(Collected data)
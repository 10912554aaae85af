use std::collections::HashSet;
use std::sync::Arc;

use super::errors::OrderError;
use super::value_objects::OrderRequest;
use crate::clients::ResilientCatalogClient;

// ============================================================================
// Order Validator
// ============================================================================
//
// Validation is all-or-nothing: the first failing item aborts the order.
// Catalog lookups go through the resilience wrapper, so an unavailable
// catalog surfaces here as a missing product.
//
// ============================================================================

pub struct OrderValidator {
    catalog: Arc<ResilientCatalogClient>,
}

impl OrderValidator {
    pub fn new(catalog: Arc<ResilientCatalogClient>) -> Self {
        Self { catalog }
    }

    pub async fn validate(&self, request: &OrderRequest) -> Result<(), OrderError> {
        if request.items.is_empty() {
            return Err(OrderError::EmptyItems);
        }

        // Line items are a set keyed by product code
        let mut seen = HashSet::new();
        for item in &request.items {
            if !seen.insert(item.code.as_str()) {
                return Err(OrderError::DuplicateProduct(item.code.clone()));
            }
        }

        for item in &request.items {
            if item.quantity == 0 {
                return Err(OrderError::InvalidQuantity {
                    code: item.code.clone(),
                    quantity: item.quantity,
                });
            }

            let product = self
                .catalog
                .lookup(&item.code)
                .await
                .ok_or_else(|| OrderError::InvalidProduct(item.code.clone()))?;

            // Exact decimal equality, no tolerance
            if item.price != product.price {
                tracing::error!(
                    code = %item.code,
                    catalog_price = %product.price,
                    received_price = %item.price,
                    "Product price not matching"
                );
                return Err(OrderError::PriceMismatch {
                    code: item.code.clone(),
                    expected: product.price,
                    submitted: item.price,
                });
            }
        }

        Ok(())
    }
}

#[cfg(test)]
mod tests {
    use super::*;
    use crate::clients::catalog::testing::StaticCatalog;
    use crate::metrics::Metrics;
    use crate::utils::{CircuitBreakerConfig, RetryConfig};
    use rust_decimal::Decimal;

    pub(crate) fn test_validator(catalog: Arc<StaticCatalog>) -> OrderValidator {
        OrderValidator::new(Arc::new(ResilientCatalogClient::new(
            catalog,
            CircuitBreakerConfig::default(),
            RetryConfig {
                max_attempts: 2,
                initial_delay: std::time::Duration::from_millis(5),
                max_delay: std::time::Duration::from_millis(20),
                multiplier: 2.0,
            },
            Arc::new(Metrics::new().unwrap()),
        )))
    }

    fn request(code: &str, price: &str, quantity: u32) -> OrderRequest {
        use crate::domain::order::{Address, Customer, OrderItem};
        OrderRequest {
            customer: Customer {
                name: "John".to_string(),
                email: "john@gmail.com".to_string(),
                phone: "999999999".to_string(),
            },
            delivery_address: Address {
                address_line1: "616 rue des melezes".to_string(),
                address_line2: None,
                city: "Quebec".to_string(),
                state: "Quebec".to_string(),
                zip_code: "G1X3C5".to_string(),
                country: "Canada".to_string(),
            },
            items: vec![OrderItem {
                code: code.to_string(),
                name: "Mouse Logitech".to_string(),
                price: price.parse().unwrap(),
                quantity,
            }],
            comments: None,
        }
    }

    #[tokio::test]
    async fn accepts_order_matching_catalog_exactly() {
        let catalog = Arc::new(StaticCatalog::with_product("P100", "Mouse Logitech", "25.50"));
        let validator = test_validator(catalog);

        assert!(validator.validate(&request("P100", "25.50", 1)).await.is_ok());
    }

    #[tokio::test]
    async fn rejects_unknown_product_code() {
        let catalog = Arc::new(StaticCatalog::with_product("P100", "Mouse Logitech", "25.50"));
        let validator = test_validator(catalog);

        let err = validator
            .validate(&request("ABCD", "25.50", 1))
            .await
            .unwrap_err();
        assert!(matches!(err, OrderError::InvalidProduct(code) if code == "ABCD"));
    }

    #[tokio::test]
    async fn rejects_price_mismatch() {
        let catalog = Arc::new(StaticCatalog::with_product("P100", "Mouse Logitech", "25.50"));
        let validator = test_validator(catalog);

        let err = validator
            .validate(&request("P100", "25.49", 1))
            .await
            .unwrap_err();
        match err {
            OrderError::PriceMismatch {
                code,
                expected,
                submitted,
            } => {
                assert_eq!(code, "P100");
                assert_eq!(expected, "25.50".parse::<Decimal>().unwrap());
                assert_eq!(submitted, "25.49".parse::<Decimal>().unwrap());
            }
            other => panic!("expected PriceMismatch, got {other:?}"),
        }
    }

    #[tokio::test]
    async fn rejects_repeated_product_code() {
        let catalog = Arc::new(StaticCatalog::with_product("P100", "Mouse Logitech", "25.50"));
        let validator = test_validator(catalog);

        let mut req = request("P100", "25.50", 1);
        let duplicate = req.items[0].clone();
        req.items.push(duplicate);

        let err = validator.validate(&req).await.unwrap_err();
        assert!(matches!(err, OrderError::DuplicateProduct(code) if code == "P100"));
    }

    #[tokio::test]
    async fn rejects_empty_item_set_and_zero_quantity() {
        let catalog = Arc::new(StaticCatalog::with_product("P100", "Mouse Logitech", "25.50"));
        let validator = test_validator(catalog);

        let mut empty = request("P100", "25.50", 1);
        empty.items.clear();
        assert!(matches!(
            validator.validate(&empty).await.unwrap_err(),
            OrderError::EmptyItems
        ));

        assert!(matches!(
            validator.validate(&request("P100", "25.50", 0)).await.unwrap_err(),
            OrderError::InvalidQuantity { .. }
        ));
    }

    #[tokio::test]
    async fn catalog_outage_is_surfaced_as_invalid_product() {
        use crate::clients::CatalogError;

        let catalog = Arc::new(StaticCatalog::with_product("P100", "Mouse Logitech", "25.50"));
        catalog.fail_next(vec![CatalogError::Timeout, CatalogError::Timeout]);
        let validator = test_validator(catalog);

        // Documented limitation: infrastructure failure degrades to "no
        // product found" and is indistinguishable at this boundary.
        let err = validator
            .validate(&request("P100", "25.50", 1))
            .await
            .unwrap_err();
        assert!(matches!(err, OrderError::InvalidProduct(_)));
    }
}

:: Task item ::
Go through the data and show each line that holds "parse".

:: Written answer ::
                price: price.parse().unwrap(),
                assert_eq!(expected, "25.50".parse::<Decimal>().unwrap());
                assert_eq!(submitted, "25.49".parse::<Decimal>().unwrap());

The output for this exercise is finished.